OPHTHALMOSCOPIC EXAMINATION: No data
- Time schedule for examinations:



HAEMATOLOGY: Yes
- Time schedule for collection of blood: on study days 29 and 84.
- Anaesthetic used for blood collection: No data
- Animals fasted: Yes
- How many animals: not specified
- Parameters examined: leucocytes, erythrocytes, hemoglobin, hematocrit, mean corpuscular volume, mean corpuscular
hemoglobin, mean corpuscular hemoglobin concentration, platelets and differential leucocytes, and reticulocytes


CLINICAL CHEMISTRY: Yes
- Time schedule for collection of blood: on study days 29 and 84.
- Animals fasted: No data
- How many animals: not specified
- Parameters checked in table [1] were examined.


URINALYSIS: No
- Time schedule for collection of urine: n.a.
- Metabolism cages used for collection of urine: No
- Animals fasted: No data



NEUROBEHAVIOURAL EXAMINATION: No data



OTHER:
Sacrifice and pathology:
GROSS PATHOLOGY: Yes. Adrenals, brains, kidneys, livers, stomachs, testes, and ovaries from all animals were weighed, and with other
organs and tissues listed in U.S. EPA Health Effects Guidelines (1987b) fixed in 4% formalin.
HISTOPATHOLOGY: Yes. All tissues from high dose and control animals were stained with hematoxylin—eosin and examined microscopically.
Lungs, livers (including gallbladders in mice), spleens, kidneys, stomachs, sternums, femurs, and femur bone marrows were examined microscopically at intermediate dose levels.
Skin, eyes, female mammary glands, thigh musculatures, and extraorbital lacrymatory glands were not examined in the absence of signs of toxicity.
Livers were also stained with oil red for lipid content and examined microscopically.
Other examinations:
Hepatic peroxisome proliferation: livers were removed at termination and weighed, and cyanide-insensitive pCoA
activities (Lazarow, 1981) and protein concentrations (Lowry et al, 1951) were determined (week 13; ancillary group; 3 animals per dose level)
Statistics:
Means and standard deviations were calculated for body weights, food and water consumption, clinical pathology results, and organ weights.
Values for test groups were compared with controls in the main study by ANOVA followed by Dunnett's test (Dunnett, 1955, 1964)
and in ancillary studies by ANOVA followed by Student's t test (Winer, 1971).
Clinical signs:
no effects observed
Mortality:
no mortality observed
Body weight and weight changes:
effects observed, treatment-related
Food consumption and compound intake (if feeding study):
no effects observed
Food efficiency:
not examined
Water consumption and compound intake (if drinking water study):
not examined
Ophthalmological findings:
not specified
Haematological findings:
effects observed, treatment-related
Clinical biochemistry findings:
effects observed, treatment-related
Urinalysis findings:
not examined
Behaviour (functional findings):
not examined
Organ weight findings including organ / body weight ratios:
effects observed, treatment-related
Gross pathological findings:
effects observed, treatment-related
Histopathological findings: non-neoplastic:
effects observed, treatment-related
Histopathological findings: neoplastic:
not examined
Details on results:
CLINICAL SIGNS AND MORTALITY
There were no mortalities or clinical findings differing from controls at any treatment level.

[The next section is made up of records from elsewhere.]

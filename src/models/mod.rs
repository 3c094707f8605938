//! Data models for the payroll engine.
//!
//! This module contains the model types used throughout the engine:
//! employees with their owned attendance ledgers, pay periods, and the
//! payslip result produced by a payroll computation.

mod attendance;
mod employee;
mod pay_period;
mod payslip;

pub use attendance::{AttendanceLedger, AttendanceRecord};
pub use employee::Employee;
pub use pay_period::PayPeriod;
pub use payslip::{AllowanceBreakdown, DeductionBreakdown, Payslip};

BODY WEIGHT AND WEIGHT GAIN
There was decreased weight gain in male and female rats at 500 mg/kg, starting at Week 4 in males and Week 11 in females,
amounting to weight losses of 7% in males and 6% in females at termination (both p<0.01).

FOOD CONSUMPTION AND COMPOUND INTAKE (if feeding study)
n.a.

FOOD EFFICIENCY
n.a.

WATER CONSUMPTION AND COMPOUND INTAKE (if drinking water study)
n.a.

OPHTHALMOSCOPIC EXAMINATION
n.a.

HAEMATOLOGY
There was a 25% increase in reticulocyte numbers in male and female rats at 500 mg/kg in Week 13.

CLINICAL CHEMISTRY
Differences from controls rats were seen mostly at 84 days (data not shown).
Males at 500 mg/kg/day: 13% decreases in total protein and albumin concentrations.
Females at 250 mg/kg/day: 30 % decrease in serum ALT activities
Females at 500 mg/kg/day: 36% decreases in serum ALT activities;
16% decrease in serum cholesterol concentration

URINALYSIS
n.a.

NEUROBEHAVIOUR
n.a.

ORGAN WEIGHTS
Relative organ weights: significant differences from control rats were moderate and limited to the brain, kidneys, liver, stomach, and testes at 250 and 500 mg/kg. Organ weights were increased in both male and female rats (cf. table).


Table: Relative organ weights (a) in rats at termination of the 13-Week oral gavage rat study (b)

Males [Dose (mg/kg bw/day)] Females [Dose (mg/kg bw/day)]
0 250 500 0 250 500
--------------------------------------------------------------------
Brain 0.68 0.70 0.72** 1.07 1.1 1.1
Kidneys 0.69 0.75** 0.81** 0.77 0.81* 0.82**
Liver 2.77 2.98** 3.57** 2.67 2.88** 3.07**
Stomach 0.57 0.58 0.63** 0.71 0.75* 0.82**
Testes/Ovaries 1.11 1.16 1.17* 0.041 0.037* 0.039
--------------------------------------------------------------------------------------
values are mean organ/body weight ratios
there were no significant differences from controls in rats at 25 and 125 mg/kg bw/day
* p<0.05; ** p<0.01



GROSS PATHOLOGY
Gross lesions differing from controls in both species were seen at 500 mg/kg bw/day only. In rats 2/10 males and 4/10 females exhibited single
or multiple slightly elevated foci in the forestomach.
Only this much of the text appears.